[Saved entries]
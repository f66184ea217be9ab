use std::path::Path;

use anyhow::{Context, Result, bail};
use serde::Deserialize;

use crate::model::Extents;

pub const ENV_ADDR: &str = "SCENE_DIRECTOR_ADDR";
pub const ENV_WORKERS: &str = "SCENE_DIRECTOR_WORKERS";
pub const ENV_MAX_ITERATIONS: &str = "SCENE_DIRECTOR_MAX_ITERATIONS";

/// Runtime settings. Every section falls back to its defaults when omitted.
#[derive(Debug, Clone, Default, Deserialize)]
#[serde(default)]
pub struct Settings {
    pub pipeline: PipelineSection,
    pub room: RoomSection,
    pub placement: PlacementSection,
    pub validation: ValidationSection,
    pub assets: AssetsSection,
    pub memory: MemorySection,
    pub server: ServerSection,
}

#[derive(Debug, Clone, Deserialize)]
#[serde(default)]
pub struct PipelineSection {
    pub default_max_iterations: u32,
    /// Consult the similarity memory while decomposing.
    pub use_memory: bool,
    /// Store completed scenes in the similarity memory.
    pub store_completed: bool,
    /// Let the illuminator ask the language model for a preset.
    pub llm_lighting_override: bool,
}

impl Default for PipelineSection {
    fn default() -> Self {
        Self {
            default_max_iterations: 3,
            use_memory: true,
            store_completed: true,
            llm_lighting_override: true,
        }
    }
}

/// Room centred on the origin, floor at z = 0.
#[derive(Debug, Clone, Deserialize)]
#[serde(default)]
pub struct RoomSection {
    pub width: f64,
    pub depth: f64,
    pub height: f64,
}

impl Default for RoomSection {
    fn default() -> Self {
        Self {
            width: 6.0,
            depth: 6.0,
            height: 3.0,
        }
    }
}

#[derive(Debug, Clone, Deserialize)]
#[serde(default)]
pub struct PlacementSection {
    pub grid_step: f64,
    pub min_spacing: f64,
    pub clip_tolerance: f64,
    pub repair_passes: u32,
}

impl Default for PlacementSection {
    fn default() -> Self {
        Self {
            grid_step: 0.4,
            min_spacing: 0.5,
            clip_tolerance: 0.05,
            repair_passes: 4,
        }
    }
}

#[derive(Debug, Clone, Deserialize)]
#[serde(default)]
pub struct ValidationSection {
    pub passing_score: u32,
    pub clip_tolerance: f64,
    pub severe_overlap: f64,
    pub sink_threshold: f64,
    pub float_threshold: f64,
    pub resting_tolerance: f64,
    pub overexposure_brightness: f64,
    pub max_exposure: f64,
    pub key_light_intensity: f64,
}

impl Default for ValidationSection {
    fn default() -> Self {
        Self {
            passing_score: 60,
            clip_tolerance: 0.05,
            severe_overlap: 0.3,
            sink_threshold: -0.1,
            float_threshold: 0.2,
            resting_tolerance: 0.1,
            overexposure_brightness: 0.98,
            max_exposure: 1.5,
            key_light_intensity: 1.5,
        }
    }
}

#[derive(Debug, Clone, Deserialize)]
#[serde(default)]
pub struct AssetsSection {
    pub polygon_ceiling: u32,
    pub placeholder_extents: [f64; 3],
}

impl Default for AssetsSection {
    fn default() -> Self {
        Self {
            polygon_ceiling: 500_000,
            placeholder_extents: [0.5, 0.5, 0.5],
        }
    }
}

impl AssetsSection {
    pub fn placeholder(&self) -> Extents {
        let [w, d, h] = self.placeholder_extents;
        Extents::new(w, d, h)
    }
}

#[derive(Debug, Clone, Deserialize)]
#[serde(default)]
pub struct MemorySection {
    pub search_limit: usize,
    pub min_score: f64,
}

impl Default for MemorySection {
    fn default() -> Self {
        Self {
            search_limit: 3,
            min_score: 0.3,
        }
    }
}

#[derive(Debug, Clone, Deserialize)]
#[serde(default)]
pub struct ServerSection {
    pub addr: String,
    pub workers: usize,
    pub queue_capacity: usize,
}

impl Default for ServerSection {
    fn default() -> Self {
        Self {
            addr: "127.0.0.1:8080".to_string(),
            workers: 4,
            queue_capacity: 64,
        }
    }
}

impl Settings {
    /// Defaults, then the optional TOML file, then environment overrides.
    pub fn load(path: Option<&Path>) -> Result<Self> {
        let mut settings = match path {
            Some(path) => Self::from_toml_file(path)?,
            None => Self::default(),
        };
        settings.apply_overrides(|key| std::env::var(key).ok())?;
        settings.validate()?;
        Ok(settings)
    }

    pub fn from_toml_file(path: &Path) -> Result<Self> {
        let text = std::fs::read_to_string(path)
            .with_context(|| format!("failed to read settings at {}", path.display()))?;
        Self::from_toml_str(&text)
            .with_context(|| format!("invalid settings in {}", path.display()))
    }

    pub fn from_toml_str(text: &str) -> Result<Self> {
        toml::from_str(text).context("failed to parse settings toml")
    }

    /// Apply overrides from a key lookup (the process environment in `load`).
    pub fn apply_overrides(&mut self, lookup: impl Fn(&str) -> Option<String>) -> Result<()> {
        if let Some(addr) = lookup(ENV_ADDR) {
            self.server.addr = addr;
        }
        if let Some(workers) = lookup(ENV_WORKERS) {
            self.server.workers = workers
                .trim()
                .parse()
                .with_context(|| format!("{ENV_WORKERS} must be an integer, got '{workers}'"))?;
        }
        if let Some(max) = lookup(ENV_MAX_ITERATIONS) {
            self.pipeline.default_max_iterations = max
                .trim()
                .parse()
                .with_context(|| format!("{ENV_MAX_ITERATIONS} must be an integer, got '{max}'"))?;
        }
        Ok(())
    }

    pub fn validate(&self) -> Result<()> {
        let room = &self.room;
        if !(room.width > 0.0 && room.depth > 0.0 && room.height > 0.0) {
            bail!(
                "room dimensions must be positive, got {}x{}x{}",
                room.width,
                room.depth,
                room.height
            );
        }
        if !(self.placement.grid_step > 0.0) {
            bail!("placement.grid_step must be positive");
        }
        if self.placement.min_spacing < 0.0 || self.placement.clip_tolerance < 0.0 {
            bail!("placement spacing and tolerance must not be negative");
        }
        if self.validation.passing_score > 100 {
            bail!("validation.passing_score must be within 0..=100");
        }
        if self.server.workers == 0 {
            bail!("server.workers must be at least 1");
        }
        Ok(())
    }
}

» DIRECTIONS: All entries given above are to be printed again exactly.

» RESPONSE AREA:
repository f66184ea217be9ab
use std::path::Path;

use anyhow::{Context, Result, bail};
use serde::Deserialize;

use crate::model::Extents;

pub const ENV_ADDR: &str = "SCENE_DIRECTOR_ADDR";
pub const ENV_WORKERS: &str = "SCENE_DIRECTOR_WORKERS";
pub const ENV_MAX_ITERATIONS: &str = "SCENE_DIRECTOR_MAX_ITERATIONS";

/// Runtime settings. Every section falls back to its defaults when omitted.
#[derive(Debug, Clone, Default, Deserialize)]
#[serde(default)]
pub struct Settings {
    pub pipeline: PipelineSection,
    pub room: RoomSection,
    pub placement: PlacementSection,
    pub validation: ValidationSection,
    pub assets: AssetsSection,
    pub memory: MemorySection,
    pub server: ServerSection,
}

#[derive(Debug, Clone, Deserialize)]
#[serde(default)]
pub struct PipelineSection {
    pub default_max_iterations: u32,
    /// Consult the similarity memory while decomposing.
    pub use_memory: bool,
    /// Store completed scenes in the similarity memory.
    pub store_completed: bool,
    /// Let the illuminator ask the language model for a preset.
    pub llm_lighting_override: bool,
}

impl Default for PipelineSection {
    fn default() -> Self {
        Self {
            default_max_iterations: 3,
            use_memory: true,
            store_completed: true,
            llm_lighting_override: true,
        }
    }
}

/// Room centred on the origin, floor at z = 0.
#[derive(Debug, Clone, Deserialize)]
#[serde(default)]
pub struct RoomSection {
    pub width: f64,
    pub depth: f64,
    pub height: f64,
}

impl Default for RoomSection {
    fn default() -> Self {
        Self {
            width: 6.0,
            depth: 6.0,
            height: 3.0,
        }
    }
}

#[derive(Debug, Clone, Deserialize)]
#[serde(default)]
pub struct PlacementSection {
    pub grid_step: f64,
    pub min_spacing: f64,
    pub clip_tolerance: f64,
    pub repair_passes: u32,
}

impl Default for PlacementSection {
    fn default() -> Self {
        Self {
            grid_step: 0.4,
            min_spacing: 0.5,
            clip_tolerance: 0.05,
            repair_passes: 4,
        }
    }
}

#[derive(Debug, Clone, Deserialize)]
#[serde(default)]
pub struct ValidationSection {
    pub passing_score: u32,
    pub clip_tolerance: f64,
    pub severe_overlap: f64,
    pub sink_threshold: f64,
    pub float_threshold: f64,
    pub resting_tolerance: f64,
    pub overexposure_brightness: f64,
    pub max_exposure: f64,
    pub key_light_intensity: f64,
}

impl Default for ValidationSection {
    fn default() -> Self {
        Self {
            passing_score: 60,
            clip_tolerance: 0.05,
            severe_overlap: 0.3,
            sink_threshold: -0.1,
            float_threshold: 0.2,
            resting_tolerance: 0.1,
            overexposure_brightness: 0.98,
            max_exposure: 1.5,
            key_light_intensity: 1.5,
        }
    }
}

#[derive(Debug, Clone, Deserialize)]
#[serde(default)]
pub struct AssetsSection {
    pub polygon_ceiling: u32,
    pub placeholder_extents: [f64; 3],
}

impl Default for AssetsSection {
    fn default() -> Self {
        Self {
            polygon_ceiling: 500_000,
            placeholder_extents: [0.5, 0.5, 0.5],
        }
    }
}

impl AssetsSection {
    pub fn placeholder(&self) -> Extents {
        let [w, d, h] = self.placeholder_extents;
        Extents::new(w, d, h)
    }
}

#[derive(Debug, Clone, Deserialize)]
#[serde(default)]
pub struct MemorySection {
    pub search_limit: usize,
    pub min_score: f64,
}

impl Default for MemorySection {
    fn default() -> Self {
        Self {
            search_limit: 3,
            min_score: 0.3,
        }
    }
}

#[derive(Debug, Clone, Deserialize)]
#[serde(default)]
pub struct ServerSection {
    pub addr: String,
    pub workers: usize,
    pub queue_capacity: usize,
}

impl Default for ServerSection {
    fn default() -> Self {
        Self {
            addr: "127.0.0.1:8080".to_string(),
            workers: 4,
            queue_capacity: 64,
        }
    }
}

impl Settings {
    /// Defaults, then the optional TOML file, then environment overrides.
    pub fn load(path: Option<&Path>) -> Result<Self> {
        let mut settings = match path {
            Some(path) => Self::from_toml_file(path)?,
            None => Self::default(),
        };
        settings.apply_overrides(|key| std::env::var(key).ok())?;
        settings.validate()?;
        Ok(settings)
    }

    pub fn from_toml_file(path: &Path) -> Result<Self> {
        let text = std::fs::read_to_string(path)
            .with_context(|| format!("failed to read settings at {}", path.display()))?;
        Self::from_toml_str(&text)
            .with_context(|| format!("invalid settings in {}", path.display()))
    }

    pub fn from_toml_str(text: &str) -> Result<Self> {
        toml::from_str(text).context("failed to parse settings toml")
    }

    /// Apply overrides from a key lookup (the process environment in `load`).
    pub fn apply_overrides(&mut self, lookup: impl Fn(&str) -> Option<String>) -> Result<()> {
        if let Some(addr) = lookup(ENV_ADDR) {
            self.server.addr = addr;
        }
        if let Some(workers) = lookup(ENV_WORKERS) {
            self.server.workers = workers
                .trim()
                .parse()
                .with_context(|| format!("{ENV_WORKERS} must be an integer, got '{workers}'"))?;
        }
        if let Some(max) = lookup(ENV_MAX_ITERATIONS) {
            self.pipeline.default_max_iterations = max
                .trim()
                .parse()
                .with_context(|| format!("{ENV_MAX_ITERATIONS} must be an integer, got '{max}'"))?;
        }
        Ok(())
    }

    pub fn validate(&self) -> Result<()> {
        let room = &self.room;
        if !(room.width > 0.0 && room.depth > 0.0 && room.height > 0.0) {
            bail!(
                "room dimensions must be positive, got {}x{}x{}",
                room.width,
                room.depth,
                room.height
            );
        }
        if !(self.placement.grid_step > 0.0) {
            bail!("placement.grid_step must be positive");
        }
        if self.placement.min_spacing < 0.0 || self.placement.clip_tolerance < 0.0 {
            bail!("placement spacing and tolerance must not be negative");
        }
        if self.validation.passing_score > 100 {
            bail!("validation.passing_score must be within 0..=100");
        }
        if self.server.workers == 0 {
            bail!("server.workers must be at least 1");
        }
        Ok(())
    }
}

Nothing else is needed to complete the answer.